• [Your instructions] Your task is to copy each line of the listing that contains the word "UnixTime".

● ● ● ● ●

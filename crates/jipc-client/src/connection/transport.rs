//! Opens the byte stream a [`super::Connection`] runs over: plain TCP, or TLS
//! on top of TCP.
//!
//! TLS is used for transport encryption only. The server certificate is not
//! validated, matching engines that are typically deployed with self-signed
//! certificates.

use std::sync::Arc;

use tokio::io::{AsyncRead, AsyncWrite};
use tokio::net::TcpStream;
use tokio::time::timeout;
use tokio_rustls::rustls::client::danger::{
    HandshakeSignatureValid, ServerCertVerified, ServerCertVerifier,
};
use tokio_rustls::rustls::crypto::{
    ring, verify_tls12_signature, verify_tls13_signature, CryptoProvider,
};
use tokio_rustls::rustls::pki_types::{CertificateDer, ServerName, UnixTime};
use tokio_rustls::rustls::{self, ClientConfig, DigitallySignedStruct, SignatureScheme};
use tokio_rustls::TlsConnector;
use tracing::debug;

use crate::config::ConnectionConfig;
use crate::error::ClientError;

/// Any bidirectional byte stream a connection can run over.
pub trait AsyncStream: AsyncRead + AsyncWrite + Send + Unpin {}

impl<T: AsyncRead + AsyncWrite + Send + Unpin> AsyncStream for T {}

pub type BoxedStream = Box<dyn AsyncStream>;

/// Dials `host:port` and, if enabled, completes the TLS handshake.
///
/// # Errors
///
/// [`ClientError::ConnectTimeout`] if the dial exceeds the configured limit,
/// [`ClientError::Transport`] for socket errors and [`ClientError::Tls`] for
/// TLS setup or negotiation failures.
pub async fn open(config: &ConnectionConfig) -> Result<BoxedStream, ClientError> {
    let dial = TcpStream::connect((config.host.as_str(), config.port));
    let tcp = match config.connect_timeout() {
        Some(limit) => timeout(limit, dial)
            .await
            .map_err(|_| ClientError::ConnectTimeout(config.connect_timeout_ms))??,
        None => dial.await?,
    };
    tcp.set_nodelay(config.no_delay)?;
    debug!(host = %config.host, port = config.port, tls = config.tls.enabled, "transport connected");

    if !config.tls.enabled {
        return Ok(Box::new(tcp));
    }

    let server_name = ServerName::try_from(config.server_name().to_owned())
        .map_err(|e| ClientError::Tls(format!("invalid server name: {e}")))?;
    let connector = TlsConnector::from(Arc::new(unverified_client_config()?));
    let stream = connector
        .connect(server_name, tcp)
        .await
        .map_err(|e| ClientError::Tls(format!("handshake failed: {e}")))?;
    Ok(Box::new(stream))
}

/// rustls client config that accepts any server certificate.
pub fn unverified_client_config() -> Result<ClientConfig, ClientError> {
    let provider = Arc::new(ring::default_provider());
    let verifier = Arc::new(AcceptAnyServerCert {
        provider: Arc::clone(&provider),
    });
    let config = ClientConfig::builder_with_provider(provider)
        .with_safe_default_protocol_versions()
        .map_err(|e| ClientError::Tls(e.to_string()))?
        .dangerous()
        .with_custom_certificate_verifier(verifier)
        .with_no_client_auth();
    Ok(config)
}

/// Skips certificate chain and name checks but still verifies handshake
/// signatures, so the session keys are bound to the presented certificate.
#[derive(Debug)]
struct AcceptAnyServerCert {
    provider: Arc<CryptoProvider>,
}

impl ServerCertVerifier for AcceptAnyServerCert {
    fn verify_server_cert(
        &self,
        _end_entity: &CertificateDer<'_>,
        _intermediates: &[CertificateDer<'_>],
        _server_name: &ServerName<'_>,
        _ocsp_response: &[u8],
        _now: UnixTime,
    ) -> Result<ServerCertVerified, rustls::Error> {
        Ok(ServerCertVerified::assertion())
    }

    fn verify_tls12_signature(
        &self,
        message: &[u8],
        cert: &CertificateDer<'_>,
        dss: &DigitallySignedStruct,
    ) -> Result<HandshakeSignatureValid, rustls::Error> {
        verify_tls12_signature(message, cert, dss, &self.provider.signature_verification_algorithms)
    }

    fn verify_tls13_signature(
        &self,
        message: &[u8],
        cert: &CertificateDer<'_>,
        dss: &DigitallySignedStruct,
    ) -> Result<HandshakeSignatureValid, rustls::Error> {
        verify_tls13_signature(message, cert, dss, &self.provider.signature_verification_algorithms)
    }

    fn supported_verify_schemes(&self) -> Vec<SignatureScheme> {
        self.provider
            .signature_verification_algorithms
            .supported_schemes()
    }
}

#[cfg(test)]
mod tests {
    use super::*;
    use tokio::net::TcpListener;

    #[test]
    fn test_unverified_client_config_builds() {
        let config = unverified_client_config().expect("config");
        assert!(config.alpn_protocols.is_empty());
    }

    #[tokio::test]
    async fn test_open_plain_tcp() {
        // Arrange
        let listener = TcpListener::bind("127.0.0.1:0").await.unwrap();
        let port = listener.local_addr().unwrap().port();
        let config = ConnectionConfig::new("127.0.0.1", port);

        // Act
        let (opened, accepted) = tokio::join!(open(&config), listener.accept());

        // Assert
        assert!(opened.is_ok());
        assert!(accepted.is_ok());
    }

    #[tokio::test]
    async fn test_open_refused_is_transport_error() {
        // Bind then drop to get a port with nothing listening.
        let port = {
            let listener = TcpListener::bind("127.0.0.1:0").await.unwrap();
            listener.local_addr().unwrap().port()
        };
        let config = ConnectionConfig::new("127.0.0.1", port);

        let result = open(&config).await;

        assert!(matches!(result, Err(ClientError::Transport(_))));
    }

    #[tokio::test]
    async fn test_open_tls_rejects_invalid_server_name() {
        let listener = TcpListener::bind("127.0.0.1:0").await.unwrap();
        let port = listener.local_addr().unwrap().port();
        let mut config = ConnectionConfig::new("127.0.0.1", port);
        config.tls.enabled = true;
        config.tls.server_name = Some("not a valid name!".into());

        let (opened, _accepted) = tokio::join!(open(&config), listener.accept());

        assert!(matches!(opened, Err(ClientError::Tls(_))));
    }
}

● ● ● ● ●

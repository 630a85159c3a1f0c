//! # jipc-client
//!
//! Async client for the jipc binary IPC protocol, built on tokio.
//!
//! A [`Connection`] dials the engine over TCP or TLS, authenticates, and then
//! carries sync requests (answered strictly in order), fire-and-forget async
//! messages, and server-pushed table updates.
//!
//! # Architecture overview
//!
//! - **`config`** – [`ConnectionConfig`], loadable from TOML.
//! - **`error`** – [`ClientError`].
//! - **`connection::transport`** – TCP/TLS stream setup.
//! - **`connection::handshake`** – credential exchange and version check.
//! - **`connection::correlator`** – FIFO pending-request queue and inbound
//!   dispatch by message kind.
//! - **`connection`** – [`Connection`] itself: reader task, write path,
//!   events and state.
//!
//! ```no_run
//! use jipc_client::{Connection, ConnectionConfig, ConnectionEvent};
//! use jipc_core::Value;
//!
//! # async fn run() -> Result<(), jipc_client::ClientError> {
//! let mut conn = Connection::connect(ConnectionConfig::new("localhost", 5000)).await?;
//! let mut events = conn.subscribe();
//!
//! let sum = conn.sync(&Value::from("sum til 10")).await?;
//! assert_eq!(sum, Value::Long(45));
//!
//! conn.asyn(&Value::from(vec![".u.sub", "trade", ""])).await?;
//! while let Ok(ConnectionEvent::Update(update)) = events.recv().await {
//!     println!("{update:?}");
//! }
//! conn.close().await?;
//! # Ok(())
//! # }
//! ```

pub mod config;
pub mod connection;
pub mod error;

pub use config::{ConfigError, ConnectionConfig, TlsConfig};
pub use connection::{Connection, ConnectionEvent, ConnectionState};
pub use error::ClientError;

● ● ● ● ●

• [Exercise solution]
use tokio_rustls::rustls::pki_types::{CertificateDer, ServerName, UnixTime};
        _now: UnixTime,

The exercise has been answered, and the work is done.